A random variable has a Laplace(μ, b) distribution if its probability density function is

$f(x|\mu,b) = \frac{1}{2b} \exp \left( -\frac{|x-\mu|}{b} \right) \,\!$

$= \frac{1}{2b} \left\{\begin{matrix} \exp \left( -\frac{\mu-x}{b} \right) & \mbox{if }x < \mu \\[8pt] \exp \left( -\frac{x-\mu}{b} \right) & \mbox{if }x \geq \mu \end{matrix}\right.$

Here, μ is a location parameter and b > 0 is a scale parameter. If μ = 0 and b = 1, the positive half-line is exactly an exponential distribution scaled by 1/2.

The pdf of the Laplace distribution is also reminiscent of the normal distribution; however, whereas the normal distribution is expressed in terms of the squared difference from the mean μ, the Laplace density is expressed in terms of the absolute difference from the mean. Consequently the Laplace distribution has fatter tails than the normal distribution.

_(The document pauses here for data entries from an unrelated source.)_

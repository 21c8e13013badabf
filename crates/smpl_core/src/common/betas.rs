use ndarray as nd;
use rand::{rngs::StdRng, Rng, SeedableRng};

/// Shape parameters for a batch of bodies, (N, shape_space_dim)
#[derive(Clone, Debug)]
pub struct Betas {
    pub betas: nd::Array2<f32>,
}
impl Default for Betas {
    fn default() -> Self {
        Self::new_empty(1, super::metadata::SHAPE_SPACE_DIM)
    }
}
impl Betas {
    pub fn new(betas: nd::Array2<f32>) -> Self {
        Self { betas }
    }
    pub fn new_empty(batch_size: usize, num_betas: usize) -> Self {
        Self {
            betas: nd::Array2::<f32>::zeros((batch_size, num_betas)),
        }
    }
    /// Uniform samples in `[0, scale)`, reproducible for a given seed
    pub fn new_random(batch_size: usize, num_betas: usize, scale: f32, seed: u64) -> Self {
        let mut rng = StdRng::seed_from_u64(seed);
        let betas = nd::Array2::from_shape_simple_fn((batch_size, num_betas), || scale * rng.random::<f32>());
        Self { betas }
    }
    pub fn batch_size(&self) -> usize {
        self.betas.nrows()
    }
}
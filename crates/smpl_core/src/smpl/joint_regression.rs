use crate::common::{
    error::{check_dims, Result},
    metadata::SmplMetadata,
};
use burn::tensor::{backend::Backend, Tensor};

pub const COMPONENT: &str = "JointRegression";

#[derive(Clone, Debug)]
pub struct JointRegressionOutput<B: Backend> {
    /// Template plus shape and pose offsets, (N, V, 3)
    pub rest_shape: Tensor<B, 3>,
    /// (N, J, 3)
    pub joints: Tensor<B, 3>,
}

/// Template mesh and the sparse-in-practice map from vertices to joint locations.
#[derive(Clone, Debug)]
pub struct JointRegression<B: Backend> {
    /// (V, 3)
    pub verts_template: Tensor<B, 2>,
    /// (J, V)
    pub joint_regressor: Tensor<B, 2>,
}
impl<B: Backend> JointRegression<B> {
    /// # Errors
    /// Fails if the template or regressor do not match `metadata`
    pub fn new(verts_template: Tensor<B, 2>, joint_regressor: Tensor<B, 2>, metadata: &SmplMetadata) -> Result<Self> {
        check_dims(COMPONENT, "vertices_template", verts_template.dims(), [metadata.num_verts, 3])?;
        check_dims(COMPONENT, "joint_regressor", joint_regressor.dims(), [metadata.num_joints, metadata.num_verts])?;
        Ok(Self {
            verts_template,
            joint_regressor,
        })
    }
    pub fn num_verts(&self) -> usize {
        self.verts_template.dims()[0]
    }
    pub fn num_joints(&self) -> usize {
        self.joint_regressor.dims()[0]
    }

    /// Builds the rest shape and regresses joints from the template plus shape offsets only,
    /// so posing never changes where the joints sit.
    /// # Errors
    /// Fails if the two offset fields are not both (N, V, 3)
    pub fn regress(&self, shape_blend_shape: Tensor<B, 3>, pose_blend_shape: Tensor<B, 3>) -> Result<JointRegressionOutput<B>> {
        let [nr_batch, _, _] = shape_blend_shape.dims();
        let nr_verts = self.num_verts();
        check_dims(COMPONENT, "shape blend shape", shape_blend_shape.dims(), [nr_batch, nr_verts, 3])?;
        check_dims(COMPONENT, "pose blend shape", pose_blend_shape.dims(), [nr_batch, nr_verts, 3])?;

        let template = self.verts_template.clone().unsqueeze_dim::<3>(0).expand([nr_batch, nr_verts, 3]);
        let shaped = template + shape_blend_shape;
        let rest_shape = shaped.clone() + pose_blend_shape;
        let joints = self
            .joint_regressor
            .clone()
            .unsqueeze_dim::<3>(0)
            .repeat(&[nr_batch, 1, 1])
            .matmul(shaped);
        Ok(JointRegressionOutput { rest_shape, joints })
    }
}
pub const NUM_VERTS: usize = 6890;
pub const NUM_JOINTS: usize = 24;
pub const SHAPE_SPACE_DIM: usize = 10;
pub const NUM_POSE_BLEND_SHAPES: usize = (NUM_JOINTS - 1) * 9;
pub const NUM_FACES: usize = 13776;

pub const JOINT_NAMES: [&str; NUM_JOINTS] = [
    "pelvis",
    "left_hip",
    "right_hip",
    "spine1",
    "left_knee",
    "right_knee",
    "spine2",
    "left_ankle",
    "right_ankle",
    "spine3",
    "left_foot",
    "right_foot",
    "neck",
    "left_collar",
    "right_collar",
    "head",
    "left_shoulder",
    "right_shoulder",
    "left_elbow",
    "right_elbow",
    "left_wrist",
    "right_wrist",
    "left_hand",
    "right_hand",
];

/// Parent of every joint in the SMPL kinematic tree, the root points to itself
pub const PARENT_ID_PER_JOINT: [u32; NUM_JOINTS] = [0, 0, 0, 0, 1, 2, 3, 4, 5, 6, 7, 8, 9, 9, 9, 12, 13, 14, 16, 17, 18, 19, 20, 21];

/// Topology sizes a model is validated against.
#[derive(Clone, Debug, PartialEq)]
pub struct SmplMetadata {
    pub num_verts: usize,
    pub num_joints: usize,
    pub shape_space_dim: usize,
    pub num_pose_blend_shapes: usize,
    pub num_faces: usize,
    pub joint_names: Vec<String>,
    pub joint_parents: Vec<u32>,
}
impl Default for SmplMetadata {
    fn default() -> Self {
        smpl_metadata()
    }
}
impl SmplMetadata {
    /// Custom topology. Joints are named `joint_<i>` and the parent table is
    /// taken from the asset's kinematic tree when the model is built.
    pub fn new(num_verts: usize, num_joints: usize, shape_space_dim: usize, num_faces: usize) -> Self {
        Self {
            num_verts,
            num_joints,
            shape_space_dim,
            num_pose_blend_shapes: num_joints.saturating_sub(1) * 9,
            num_faces,
            joint_names: (0..num_joints).map(|i| format!("joint_{i}")).collect(),
            joint_parents: Vec::new(),
        }
    }
}

pub fn smpl_metadata() -> SmplMetadata {
    SmplMetadata {
        num_verts: NUM_VERTS,
        num_joints: NUM_JOINTS,
        shape_space_dim: SHAPE_SPACE_DIM,
        num_pose_blend_shapes: NUM_POSE_BLEND_SHAPES,
        num_faces: NUM_FACES,
        joint_names: JOINT_NAMES.map(std::string::ToString::to_string).to_vec(),
        joint_parents: PARENT_ID_PER_JOINT.to_vec(),
    }
}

[edit] Cumulative distribution function

The Laplace distribution is easy to integrate (if one distinguishes two symmetric cases) due to the use of the absolute value function. Its cumulative distribution function is as follows:

$F(x)\,$	$= \int_{-\infty}^x \!\!f(u)\,\mathrm{d}u$
	$= \left\{\begin{matrix} &\frac12 \exp \left( -\frac{\mu-x}{b} \right) & \mbox{if }x < \mu \\[8pt] 1-\!\!\!\!&\frac12 \exp \left( -\frac{x-\mu}{b} \right) & \mbox{if }x \geq \mu \end{matrix}\right.$
	$=0.5\,[1 + \sgn(x-\mu)\,(1-\exp(-\|x-\mu\|/b))].$

The inverse cumulative distribution function is given by

$F^{-1}(p) = \mu - b\,\sgn(p-0.5)\,\ln(1 - 2|p-0.5|).$

[edit] Generating Laplace variates

Given a random variate U drawn from the uniform distribution in the interval (-1/2, 1/2], the variate

$X=\mu - b\,\sgn(U)\,\ln(1 - 2|U|)$

has a Laplace distribution with parameters μ and b. This follows from the inverse cumulative distribution function given above.

A Laplace(0, b) variate can also be generated as the difference of two i.i.d. Exponential(1/b) variates. Equivalently, a Laplace(0, 1) variate can be generated as the logarithm of the ratio of two iid uniform variates.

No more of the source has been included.